Na Igreja, como na Política, há gente a trabalhar arduamente em prol do bem comum, mas também há gente que se acomodou e parou no tempo. 

Como combatente na Guerra Colonial, o que mais o marcou?
Desde logo a violência na instrução militar, quase não nos deixavam respirar. Uma coisa é disciplina, outra é sufoco. 
Lembro-me que deixei de ter nome para passar a ter um número. O meu vocabulário também se alargou, pois vinha dos “Padres” e estava habituado a outro tipo de liturgia… 
Nunca mais esqueci o guindaste a carregar os caixões quando cheguei à Guiné.Impossível não lembrar o meu amigo e companheiro de carteira, o António Novo de Vila do Touro, que foi vítima de uma granada. Ainda hoje rezo e choro por ele, os bons tempos que passámos juntos… 
Marcou-me muito o terror, mas também a amizade, a solidariedade e a camaradagem, éramos uma grande família, a dor de um tocava em todos. 
Não esqueço as Festas do Natal e da Páscoa sem poder vir a Portugal. 
Acho que há muito a dizer sobre a Guerra Colonial, é ainda hoje um assunto tabu. Falta sobretudo ouvir a experiência pessoal de quem por lá passou. Muitas vezes só vejo sociólogos, antropólogos, psicólogos ou politólogos a falar de pé alto sobre uma realidade que não conhecem. Falta o Homem concreto contar a sua história concreta, e ser ouvido sem preconceitos. Para quem está no mato, sujeito a perder a vida a qualquer momento, é muito pouco relevante a situação política do país, os estudos sociológicos, etc.. É matar para não ser morto. 

Acaba de lançar um livro de crónicas – “O Nosso Homem”. O que o levou a decidir-se por tal? Como definiria o seu livro? 

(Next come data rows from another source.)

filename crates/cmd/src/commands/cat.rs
// SPDX-FileCopyrightText: 2025 Caspar Water Company
//
// SPDX-License-Identifier: Apache-2.0

use std::io::Write;
use std::sync::Arc;

use anyhow::{Result, anyhow};
use diagnostics::*;
use objproxy::Bucket;

use crate::common::{copy_to, open_latest};

/// Write the latest content of `name` to `out`.
pub async fn cat_command(bucket: Arc<dyn Bucket>, name: &str, out: &mut dyn Write) -> Result<()> {
    let proxy = open_latest(bucket, name).await?;
    if proxy.generation().await.is_none() {
        return Err(anyhow!("Object not found: {}", name));
    }
    let copied = copy_to(&proxy, out).await?;
    debug!("cat {name}: {copied} bytes", name: name, copied: copied);
    Ok(())
}
pub mod cat;
pub mod patch;
pub mod put;
pub mod stat;
pub mod truncate;

pub use cat::cat_command;
pub use patch::patch_command;
pub use put::put_command;
pub use stat::stat_command;
pub use truncate::truncate_command;
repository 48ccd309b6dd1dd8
// SPDX-FileCopyrightText: 2025 Caspar Water Company
//
// SPDX-License-Identifier: Apache-2.0

pub mod commands;
pub mod common;
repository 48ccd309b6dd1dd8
// SPDX-FileCopyrightText: 2025 Caspar Water Company
//
// SPDX-License-Identifier: Apache-2.0

use std::io::Write;
use std::path::Path;
use std::sync::Arc;

use anyhow::{Context, Result};
use objproxy::{Bucket, ProxyObject};

/// Replace `name` with the content of a local file.
pub async fn put_command(
    bucket: Arc<dyn Bucket>,
    name: &str,
    source: &Path,
    out: &mut dyn Write,
) -> Result<()> {
    let content = tokio::fs::read(source)
        .await
        .with_context(|| format!("Failed to read {}", source.display()))?;

    // Full replacement never needs the previous content.
    let proxy = ProxyObject::new(bucket, name)?;
    _ = proxy.write_at(&content, 0).await?;
    let record = proxy.sync().await?;

    writeln!(out, "{}", record)?;
    Ok(())
}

Sempre gostei de escrever sobre matérias e pessoas que fui conhecendo. Só depois de me ver reformado, consegui fazê-lo com maior regularidade, com uma exigência quase diária a par da Agricultura. Umas vezes saía bem, outras assim-assim e por vezes mal, são ossos do ofício. O livro começa com a história verdadeira de um Homem que era odiado por todos, todos fugiam dele, parecia ter lepra. Era meu vizinho, nunca o desprezei, várias vezes falei com ele. Um dia desapareceu e todos me diziam que tinha ido para um Lar, só que ninguém sabia onde era esse Lar. Passaram-se meses e não havia notícias do Homem. Resolvi então entrar na casa do Homem e descobri que o Lar era um monte de ossos… Este acontecimento marcou-me terrivelmente e responsabilizou-me como pessoa. Como foi possível um acontecimento destes tão perto de mim? Depois comecei a pensar nas pessoas, no “Nosso Homem” que somos todos nós, e daí estas histórias de pessoas concretas com uma dimensão colectiva. O Nosso Homem pode ser alguém que caiu no esquecimento da sociedade, pode ser um carteiro, um contrabandista, um autarca, um militar, um barbeiro, etc.. Alguém que é nosso no sentido de responsabilidade colectiva para com o outro. Este livro faz-nos reflectir porque um Homem morre sozinho na noite de Natal. 
Não deixa também de ser um livro diversificado com muitas pessoas, terras, viagens, temas, memórias, etc.. Não tenho muito jeito para ficcionar, prefiro anotar os factos e sujeitá-los à leitura de cada um. 
Não era minha intenção publicar estes textos. Mas a família, amigos e muitos leitores insistiram tanto comigo que acabei por aceitar o repto. Em boa hora o fiz, vendo agora a procura, principalmente nas beiras e na Zona arraiana de onde sou natural. Soube há tempos que a Sra. Emília de Jesus, a quem dediquei um texto, se encontra num Lar e que pede à enfermeira para lhe ler o texto sobre ela, “A VIÚVA DE UM MINEIRO”. Esse é o maior prémio que alguém pode receber, sentir que foi importante para a Vida de outra Pessoa.